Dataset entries
Segment Open

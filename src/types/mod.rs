//! Core data types for the GitHub API surface this crate consumes.
//!
//! These are wire-format mirrors of the upstream JSON; the client does not
//! normalize them beyond what serde defaults provide.

use chrono::{DateTime, Utc};
use serde::{Deserialize, Serialize};
use std::collections::BTreeMap;

/// GitHub user (minimal representation).
#[derive(Debug, Clone, Serialize, Deserialize)]
pub struct User {
    /// User ID.
    pub id: u64,
    /// Username (login).
    pub login: String,
    /// Avatar URL.
    #[serde(default)]
    pub avatar_url: Option<String>,
    /// Profile URL.
    #[serde(default)]
    pub html_url: Option<String>,
}

/// GitHub repository.
#[derive(Debug, Clone, Serialize, Deserialize)]
pub struct Repository {
    /// Repository ID.
    pub id: u64,
    /// Repository name.
    pub name: String,
    /// Full name (owner/repo).
    pub full_name: String,
    /// Owner information.
    pub owner: User,
    /// Whether the repository is private.
    pub private: bool,
    /// Repository description.
    pub description: Option<String>,
    /// Whether the repository is a fork.
    pub fork: bool,
    /// HTML URL.
    pub html_url: String,
    /// Default branch.
    pub default_branch: String,
    /// Primary language.
    pub language: Option<String>,
    /// Fork count.
    pub forks_count: u32,
    /// Stargazer count.
    pub stargazers_count: u32,
    /// Watcher count.
    pub watchers_count: u32,
    /// Open issue count.
    pub open_issues_count: u32,
    /// Topics.
    #[serde(default)]
    pub topics: Vec<String>,
    /// License information.
    pub license: Option<License>,
    /// Creation time.
    pub created_at: DateTime<Utc>,
    /// Last update time.
    pub updated_at: DateTime<Utc>,
    /// Last push time.
    pub pushed_at: Option<DateTime<Utc>>,
}

/// Repository license.
#[derive(Debug, Clone, Serialize, Deserialize)]
pub struct License {
    /// License key.
    pub key: String,
    /// License name.
    pub name: String,
    /// SPDX ID.
    pub spdx_id: Option<String>,
}

/// GitHub branch.
#[derive(Debug, Clone, Serialize, Deserialize)]
pub struct Branch {
    /// Branch name.
    pub name: String,
    /// Commit reference.
    pub commit: BranchCommit,
    /// Whether the branch is protected.
    #[serde(default)]
    pub protected: bool,
}

/// Branch commit reference.
#[derive(Debug, Clone, Serialize, Deserialize)]
pub struct BranchCommit {
    /// Commit SHA.
    pub sha: String,
    /// Commit URL.
    pub url: String,
}

/// Commit list entry.
#[derive(Debug, Clone, Serialize, Deserialize)]
pub struct Commit {
    /// Commit SHA.
    pub sha: String,
    /// Git-level commit data.
    pub commit: GitCommit,
    /// GitHub account of the author, when resolvable.
    pub author: Option<User>,
    /// HTML URL.
    #[serde(default)]
    pub html_url: Option<String>,
}

/// Git-level commit data nested inside a commit entry.
#[derive(Debug, Clone, Serialize, Deserialize)]
pub struct GitCommit {
    /// Commit message.
    pub message: String,
    /// Author signature.
    pub author: Option<GitSignature>,
    /// Committer signature.
    pub committer: Option<GitSignature>,
}

/// Name/email/date signature on a git commit.
#[derive(Debug, Clone, Serialize, Deserialize)]
pub struct GitSignature {
    /// Name.
    pub name: String,
    /// Email.
    pub email: String,
    /// Timestamp.
    pub date: DateTime<Utc>,
}

/// A changed file within a commit.
#[derive(Debug, Clone, Serialize, Deserialize)]
pub struct FileChange {
    /// File path.
    pub filename: String,
    /// Change status (added, removed, modified, renamed, ...).
    pub status: String,
    /// Lines added.
    pub additions: u32,
    /// Lines deleted.
    pub deletions: u32,
    /// Total changed lines.
    pub changes: u32,
    /// Unified diff hunk, when the upstream includes one.
    #[serde(default)]
    pub patch: Option<String>,
}

/// Single-commit detail response; only the file list is consumed.
#[derive(Debug, Clone, Deserialize)]
pub struct CommitDetail {
    /// Commit SHA.
    pub sha: String,
    /// Changed files. Absent for very large commits.
    #[serde(default)]
    pub files: Vec<FileChange>,
}

/// A commit paired with its changed files.
#[derive(Debug, Clone)]
pub struct CommitWithFiles {
    /// The commit.
    pub commit: Commit,
    /// Changed files; empty when detail was not fetched or failed to fetch.
    pub files: Vec<FileChange>,
}

/// GitHub pull request.
#[derive(Debug, Clone, Serialize, Deserialize)]
pub struct PullRequest {
    /// Pull request ID.
    pub id: u64,
    /// Pull request number.
    pub number: u64,
    /// Title.
    pub title: String,
    /// Body text.
    pub body: Option<String>,
    /// State (open or closed).
    pub state: PullRequestState,
    /// Whether the PR is a draft.
    #[serde(default)]
    pub draft: bool,
    /// Author.
    pub user: User,
    /// HTML URL.
    pub html_url: String,
    /// Head reference.
    pub head: PullRequestRef,
    /// Base reference.
    pub base: PullRequestRef,
    /// Creation time.
    pub created_at: DateTime<Utc>,
    /// Last update time.
    pub updated_at: DateTime<Utc>,
    /// Close time.
    pub closed_at: Option<DateTime<Utc>>,
    /// Merge time.
    pub merged_at: Option<DateTime<Utc>>,
}

/// Pull request state as reported by the API.
#[derive(Debug, Clone, Copy, Serialize, Deserialize, PartialEq, Eq)]
#[serde(rename_all = "lowercase")]
pub enum PullRequestState {
    /// Open pull request.
    Open,
    /// Closed pull request.
    Closed,
}

/// Head/base reference on a pull request.
#[derive(Debug, Clone, Serialize, Deserialize)]
pub struct PullRequestRef {
    /// Branch name.
    #[serde(rename = "ref")]
    pub ref_name: String,
    /// Commit SHA.
    pub sha: String,
}

/// GitHub Actions workflow run.
#[derive(Debug, Clone, Serialize, Deserialize)]
pub struct WorkflowRun {
    /// Run ID.
    pub id: u64,
    /// Workflow name.
    pub name: Option<String>,
    /// Head branch.
    pub head_branch: Option<String>,
    /// Head commit SHA.
    pub head_sha: String,
    /// Run number.
    pub run_number: u64,
    /// Triggering event.
    pub event: String,
    /// Run status.
    pub status: RunStatus,
    /// Run conclusion (set once completed).
    pub conclusion: Option<RunConclusion>,
    /// HTML URL.
    pub html_url: String,
    /// Creation time.
    pub created_at: DateTime<Utc>,
    /// Last update time.
    pub updated_at: DateTime<Utc>,
}

/// Status of a workflow or check run.
#[derive(Debug, Clone, Copy, Serialize, Deserialize, PartialEq, Eq)]
#[serde(rename_all = "snake_case")]
pub enum RunStatus {
    /// Run has completed.
    Completed,
    /// Run is executing.
    InProgress,
    /// Run is queued.
    Queued,
    /// Run is waiting on a deployment gate.
    Waiting,
    /// Run has been requested but not queued.
    Requested,
    /// Run is pending.
    Pending,
    /// Unrecognized status value.
    #[serde(other)]
    Unknown,
}

/// Conclusion of a completed workflow or check run.
#[derive(Debug, Clone, Copy, Serialize, Deserialize, PartialEq, Eq)]
#[serde(rename_all = "snake_case")]
pub enum RunConclusion {
    /// Run succeeded.
    Success,
    /// Run failed.
    Failure,
    /// Run was cancelled.
    Cancelled,
    /// Run was skipped.
    Skipped,
    /// Neutral result.
    Neutral,
    /// Run timed out.
    TimedOut,
    /// Action required.
    ActionRequired,
    /// Stale run.
    Stale,
    /// Unrecognized conclusion value.
    #[serde(other)]
    Unknown,
}

/// Envelope for the workflow-run list endpoint.
#[derive(Debug, Clone, Deserialize)]
pub struct WorkflowRunsResponse {
    /// Total run count across all pages.
    pub total_count: u64,
    /// Runs in this page.
    pub workflow_runs: Vec<WorkflowRun>,
}

/// Check run attached to a commit.
#[derive(Debug, Clone, Serialize, Deserialize)]
pub struct CheckRun {
    /// Check run ID.
    pub id: u64,
    /// Check name.
    pub name: String,
    /// Check status.
    pub status: RunStatus,
    /// Check conclusion (set once completed).
    pub conclusion: Option<RunConclusion>,
    /// Start time.
    pub started_at: Option<DateTime<Utc>>,
    /// Completion time.
    pub completed_at: Option<DateTime<Utc>>,
    /// HTML URL.
    pub html_url: Option<String>,
}

/// Envelope for the check-run list endpoint.
#[derive(Debug, Clone, Deserialize)]
pub struct CheckRunsResponse {
    /// Total check count.
    #[serde(default)]
    pub total_count: u64,
    /// Check runs.
    pub check_runs: Vec<CheckRun>,
}

/// Per-contributor commit statistics.
///
/// Computed asynchronously by the upstream; an empty list from the
/// contributors accessor may mean "still computing" rather than "none".
#[derive(Debug, Clone, Serialize, Deserialize)]
pub struct ContributorStats {
    /// The contributor, when resolvable to an account.
    pub author: Option<User>,
    /// Total commit count.
    pub total: u64,
    /// Weekly activity buckets.
    #[serde(default)]
    pub weeks: Vec<WeeklyStats>,
}

/// One week of contributor activity.
#[derive(Debug, Clone, Serialize, Deserialize)]
pub struct WeeklyStats {
    /// Week start (unix seconds).
    pub w: i64,
    /// Additions.
    pub a: u64,
    /// Deletions.
    pub d: u64,
    /// Commits.
    pub c: u64,
}

/// Language byte counts, ordered by language name.
pub type LanguageStats = BTreeMap<String, u64>;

Segment Closed

**TASK**
Count up the lines in the preceding data that include the word "entry"; respond with the number only.

**EXERCISE RESPONSE**
2